Work item:
Search the records for the string "bool" and copy every line where it turns up.

BEGIN Input for this task

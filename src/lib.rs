//! RiskWatch - behavioral anomaly and fraud detection for transaction streams
//!
//! The engine builds a per-account statistical baseline from transaction
//! history and evaluates new or historical activity against six independent
//! signals:
//! - amount outliers (z-score, IQR fences, mean multiplier)
//! - velocity / frequency bursts
//! - geographic displacement from common locations
//! - unusual time-of-day and weekend concentration
//! - transaction patterns (rapid sequences, duplicate amounts, round numbers)
//! - multivariate outliers via a random-partition isolation ensemble
//!
//! Signal severities are combined by a weighted aggregator into a single
//! alert level, with per-(account, kind) cooldown suppression so a single
//! incident does not fan out into an alert storm.

pub mod aggregator;
pub mod baseline;
pub mod config;
pub mod detectors;
pub mod engine;
pub mod errors;
pub mod explain;
pub mod geo;

use chrono::{DateTime, Datelike, Timelike, Utc};
use serde::{Deserialize, Serialize};
use uuid::Uuid;

pub use aggregator::{AlertLevel, CooldownStore};
pub use config::DetectionConfig;
pub use engine::{AlertSink, DetectionEngine, TracingSink, TransactionSource};
pub use errors::{EngineError, Result};
pub use geo::{GeoPoint, LocationResolver, StaticResolver};

/// Normalized transaction record as supplied by the history adapter.
#[derive(Debug, Clone, Serialize, Deserialize)]
pub struct Transaction {
    pub id: Uuid,
    pub account_id: Uuid,
    /// Signed amount in minor currency units; negative for outflows.
    pub amount: f64,
    pub currency: String,
    pub timestamp: DateTime<Utc>,
    pub location: Option<String>,
    pub category: Option<String>,
    pub merchant: Option<String>,
    pub success: bool,
    /// Fee charged for the transaction, if any.
    #[serde(default)]
    pub fee: f64,
}

impl Transaction {
    /// Spend magnitude used for amount statistics.
    pub fn magnitude(&self) -> f64 {
        self.amount.abs()
    }

    /// Records with non-finite numeric fields are excluded from every
    /// computation rather than aborting the evaluation.
    pub fn is_well_formed(&self) -> bool {
        self.amount.is_finite() && self.fee.is_finite()
    }

    pub fn hour(&self) -> u32 {
        self.timestamp.hour()
    }

    pub fn is_weekend(&self) -> bool {
        matches!(
            self.timestamp.weekday(),
            chrono::Weekday::Sat | chrono::Weekday::Sun
        )
    }
}

/// Half-open evaluation window [start, end).
#[derive(Debug, Clone, Copy, PartialEq, Serialize, Deserialize)]
pub struct TimeWindow {
    pub start: DateTime<Utc>,
    pub end: DateTime<Utc>,
}

impl TimeWindow {
    pub fn new(start: DateTime<Utc>, end: DateTime<Utc>) -> Self {
        Self { start, end }
    }

    pub fn contains(&self, ts: DateTime<Utc>) -> bool {
        ts >= self.start && ts < self.end
    }
}

/// Closed set of detector kinds, aggregated in this order.
#[derive(Debug, Clone, Copy, PartialEq, Eq, Hash, Serialize, Deserialize)]
#[serde(rename_all = "snake_case")]
pub enum SignalKind {
    Amount,
    Velocity,
    Geo,
    Temporal,
    Pattern,
    Multivariate,
}

impl SignalKind {
    pub const ALL: [SignalKind; 6] = [
        SignalKind::Amount,
        SignalKind::Velocity,
        SignalKind::Geo,
        SignalKind::Temporal,
        SignalKind::Pattern,
        SignalKind::Multivariate,
    ];

    pub fn tag(&self) -> &'static str {
        match self {
            SignalKind::Amount => "amount",
            SignalKind::Velocity => "velocity",
            SignalKind::Geo => "geo",
            SignalKind::Temporal => "temporal",
            SignalKind::Pattern => "pattern",
            SignalKind::Multivariate => "multivariate",
        }
    }
}

impl std::fmt::Display for SignalKind {
    fn fmt(&self, f: &mut std::fmt::Formatter<'_>) -> std::fmt::Result {
        f.write_str(self.tag())
    }
}

/// One anomaly finding from a single detector.
#[derive(Debug, Clone, PartialEq, Serialize, Deserialize)]
pub struct AnomalySignal {
    pub kind: SignalKind,
    /// Normalized anomaly strength in [0, 1].
    pub severity: f64,
    /// Short machine-readable reason tag, e.g. "amount_outlier".
    pub reason: String,
    /// Structured evidence backing the finding.
    pub evidence: serde_json::Value,
    /// Human-readable rendering, filled by the explanation generator.
    pub description: String,
    /// Transaction the finding refers to, when event-level.
    pub transaction_id: Option<Uuid>,
}

impl AnomalySignal {
    pub fn new(
        kind: SignalKind,
        severity: f64,
        reason: impl Into<String>,
        evidence: serde_json::Value,
        transaction_id: Option<Uuid>,
    ) -> Self {
        Self {
            kind,
            severity: severity.clamp(0.0, 1.0),
            reason: reason.into(),
            evidence,
            description: String::new(),
            transaction_id,
        }
    }
}

/// Final risk assessment for one (account, window) evaluation.
///
/// Always returned for audit; `suppressed` gates only outward notification.
#[derive(Debug, Clone, Serialize, Deserialize)]
pub struct AlertRecord {
    pub account_id: Uuid,
    pub timestamp: DateTime<Utc>,
    pub aggregate_severity: f64,
    pub level: AlertLevel,
    /// Contributing signals in fixed detector order.
    pub signals: Vec<AnomalySignal>,
    /// Kind with the largest weighted contribution, used as the cooldown key.
    pub dominant_kind: Option<SignalKind>,
    pub suppressed: bool,
    pub dedup_key: String,
    pub summary: String,
}
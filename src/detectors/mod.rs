//! Signal detectors.
//!
//! Each detector is a pure function of (baseline, window data, config)
//! dispatched through the closed [`SignalKind`] set in fixed order. A
//! detector failure is caught at this boundary and converted into a skipped
//! detector; the aggregator always receives a signal list, possibly shorter.

pub mod amount;
pub mod geo;
pub mod isolation;
pub mod pattern;
pub mod temporal;
pub mod velocity;

use std::collections::HashMap;

use chrono::{DateTime, Utc};
use tracing::warn;
use uuid::Uuid;

use crate::baseline::AccountBaseline;
use crate::config::DetectionConfig;
use crate::errors::Result;
use crate::geo::GeoPoint;
use crate::{AnomalySignal, SignalKind, Transaction};

/// Everything a detector may look at for one evaluation.
pub struct DetectContext<'a> {
    pub account_id: Uuid,
    pub baseline: &'a AccountBaseline,
    /// Time-sorted, well-formed transactions inside the evaluated window.
    pub window: &'a [Transaction],
    /// Reference instant for streaming checks (the window end).
    pub now: DateTime<Utc>,
    /// Batch evaluations score historical days instead of the live window.
    pub batch: bool,
    /// Pre-resolved location coordinates; None marks an unresolvable name.
    pub resolved: &'a HashMap<String, Option<GeoPoint>>,
    pub config: &'a DetectionConfig,
}

impl DetectContext<'_> {
    pub fn has_baseline(&self) -> bool {
        self.baseline
            .is_established(self.config.min_baseline_samples)
    }

    pub fn resolve(&self, name: &str) -> Option<GeoPoint> {
        self.resolved.get(name).copied().flatten()
    }
}

/// Explicit outcome so "no evidence" is distinguishable from "verified
/// normal".
#[derive(Debug, Clone, PartialEq)]
pub enum DetectorOutcome {
    /// Account history below the minimum baseline sample; never anomalous.
    NoBaseline,
    /// Baseline present, nothing anomalous found.
    Clear,
    /// One or more findings.
    Flagged(Vec<AnomalySignal>),
}

impl DetectorOutcome {
    pub fn reason(&self) -> &'static str {
        match self {
            DetectorOutcome::NoBaseline => "no_baseline",
            DetectorOutcome::Clear => "clear",
            DetectorOutcome::Flagged(_) => "flagged",
        }
    }

    pub fn into_signals(self) -> Vec<AnomalySignal> {
        match self {
            DetectorOutcome::Flagged(signals) => signals,
            _ => Vec::new(),
        }
    }
}

/// Run one detector kind against the context.
pub fn evaluate_kind(kind: SignalKind, ctx: &DetectContext<'_>) -> Result<DetectorOutcome> {
    match kind {
        SignalKind::Amount => amount::evaluate(ctx),
        SignalKind::Velocity => velocity::evaluate(ctx),
        SignalKind::Geo => geo::evaluate(ctx),
        SignalKind::Temporal => temporal::evaluate(ctx),
        SignalKind::Pattern => pattern::evaluate(ctx),
        SignalKind::Multivariate => isolation::evaluate(ctx),
    }
}

/// Run every detector in fixed order, collecting all findings. A failing
/// detector is logged and skipped so partial results still reach the
/// aggregator.
pub fn run_all(ctx: &DetectContext<'_>) -> Vec<AnomalySignal> {
    let mut signals = Vec::new();
    for kind in SignalKind::ALL {
        match evaluate_kind(kind, ctx) {
            Ok(outcome) => signals.extend(outcome.into_signals()),
            Err(e) => {
                warn!(account_id = %ctx.account_id, detector = %kind, error = %e,
                      "detector failed, skipping");
            }
        }
    }
    signals
}

#[cfg(test)]
pub(crate) mod testutil {
    use super::*;
    use chrono::{Duration, TimeZone};

    pub fn tx(
        account_id: Uuid,
        amount: f64,
        ts: DateTime<Utc>,
        location: Option<&str>,
    ) -> Transaction {
        Transaction {
            id: Uuid::new_v4(),
            account_id,
            amount,
            currency: "USD".to_string(),
            timestamp: ts,
            location: location.map(str::to_string),
            category: Some("payment".to_string()),
            merchant: None,
            success: true,
            fee: 1.0,
        }
    }

    /// Steady history: one ~weekday-daytime transaction every 8 hours.
    pub fn steady_history(account_id: Uuid, n: usize, base_amount: f64) -> Vec<Transaction> {
        let start = Utc.with_ymd_and_hms(2024, 1, 1, 9, 0, 0).unwrap();
        (0..n)
            .map(|i| {
                tx(
                    account_id,
                    base_amount + (i % 7) as f64 * 10.0,
                    start + Duration::hours(i as i64 * 8),
                    Some("Nairobi"),
                )
            })
            .collect()
    }

    pub struct ContextFixture {
        pub account_id: Uuid,
        pub baseline: AccountBaseline,
        pub window: Vec<Transaction>,
        pub now: DateTime<Utc>,
        pub resolved: HashMap<String, Option<GeoPoint>>,
        pub config: DetectionConfig,
        pub batch: bool,
    }

    impl ContextFixture {
        pub fn new(history: &[Transaction], window: Vec<Transaction>) -> Self {
            let account_id = history
                .first()
                .or_else(|| window.first())
                .map(|t| t.account_id)
                .unwrap_or_else(Uuid::new_v4);
            let config = DetectionConfig::default();
            let baseline = crate::baseline::BaselineProfiler::new(config.min_baseline_samples)
                .build(account_id, history);
            let now = window
                .last()
                .map(|t| t.timestamp + Duration::seconds(1))
                .unwrap_or_else(Utc::now);
            Self {
                account_id,
                baseline,
                window,
                now,
                resolved: HashMap::new(),
                config,
                batch: false,
            }
        }

        pub fn ctx(&self) -> DetectContext<'_> {
            DetectContext {
                account_id: self.account_id,
                baseline: &self.baseline,
                window: &self.window,
                now: self.now,
                batch: self.batch,
                resolved: &self.resolved,
                config: &self.config,
            }
        }
    }
}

END Input for this task

Answer box:
    pub success: bool,
    pub fn is_well_formed(&self) -> bool {
    pub fn is_weekend(&self) -> bool {
    pub fn contains(&self, ts: DateTime<Utc>) -> bool {
    pub suppressed: bool,
    pub batch: bool,
    pub fn has_baseline(&self) -> bool {
        pub batch: bool,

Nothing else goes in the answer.